Entretanto, o acesso ao aborto legal é
dificultado por fatores religiosos e falhas na rede de apoio. E há risco de
retrocessos na legislação, por causa da composição conservadora do Congresso. O
Projeto de Lei 1.904/24, em tramitação na Câmara, por exemplo, propôs equiparar
o aborto após 22 semanas de gestação ao crime de homicídio, mesmo em casos de
estupro. Proposta de Emenda à Constituição (PEC) que visa proibir o aborto em
qualquer situação, incluindo as atualmente permitidas, foi aprovada na Comissão
de Constituição e Justiça (CCJ) do Senado, em 2024.
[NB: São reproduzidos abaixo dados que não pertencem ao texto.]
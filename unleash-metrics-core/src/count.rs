//! Normalising raw toggle counts into yes/no tallies

use serde::{Deserialize, Serialize};

use crate::model::ToggleCount;

/// Variant reported when the toggle evaluated to off.
pub const DISABLED_VARIANT: &str = "disabled";

#[derive(Clone, Copy, Debug, Default, PartialEq, Eq, Serialize, Deserialize)]
pub struct YesNoCount {
    pub yes: u64,
    pub no: u64,
}

impl YesNoCount {
    pub fn new(yes: u64, no: u64) -> Self {
        Self { yes, no }
    }

    pub fn total(&self) -> u64 {
        self.yes.saturating_add(self.no)
    }
}

/// Fold variant hits into yes/no: the `disabled` variant counts as a no,
/// every other variant as a yes.
pub fn normalize(count: &ToggleCount) -> YesNoCount {
    let mut yes = count.yes.unwrap_or(0);
    let mut no = count.no.unwrap_or(0);

    if let Some(variants) = &count.variants {
        for (name, hits) in variants {
            if name == DISABLED_VARIANT {
                no = no.saturating_add(*hits);
            } else {
                yes = yes.saturating_add(*hits);
            }
        }
    }

    YesNoCount { yes, no }
}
É um descolamento da vida real. Apesar da
criminalização, o aborto inseguro é uma realidade no Brasil e um problema de
saúde pública, sendo um dos maiores causadores de mortes maternas. O número de
abortos legais realizados pelo Sistema Único de Saúde (SUS) aumentou 71%, entre
2018 e 2023, com o crescimento do acesso em casos de estupro. Em maio de 2025,
porém, apenas 1,1% das meninas-mães tiveram acesso aos serviços de aborto legal
para vítimas de violência.
A Pesquisa Nacional de Aborto (PNA), de 2021,
mostrou que uma em cada sete mulheres, com idade próxima aos 40 anos, já fez
pelo menos um aborto no Brasil. O levantamento foi realizado em novembro de
2021, ouviu 2 mil mulheres em 125 municípios. Mais da metade (52%) do total de
mulheres que abortaram tinha 19 anos de idade ou menos, quando fez seu primeiro
aborto.
Desse contingente (abaixo de 19 anos), 46%
eram adolescentes entre 16 e 19 anos, e 6% meninas entre 12 e 14 anos. Pela
legislação, praticar sexo ou atos libidinosos com menor de 14 anos é
considerado crime de estupro de vulnerável, mesmo havendo consentimento da
criança, sob pena de prisão de oito a 15 anos.
Em 2021, 21% das mulheres que abortaram
realizaram um segundo procedimento, chamado aborto de repetição. Entre elas,
estão predominantemente as mulheres negras. Parte das entrevistadas (39%) usou
medicamento para interromper a gestação; 43% das mulheres foram hospitalizadas
para finalizar o aborto. O uso de misoprostal, cuja venda é restrita, reduziu
os casos de mortalidade nos abortos induzidos.
A opinião pública brasileira sobre o aborto é dividida e complexa. Pesquisas de 2023 e 2025 mostraram que a maioria dos brasileiros é contra a legalização do aborto de forma geral, mas favorável nas situações previstas em lei, como estupro. Pesquisa da Quaest, de dezembro de 2023, indicou que, embora a maioria seja contra a legalização, 84% dos brasileiros não desejam que mulheres que abortam sejam presas.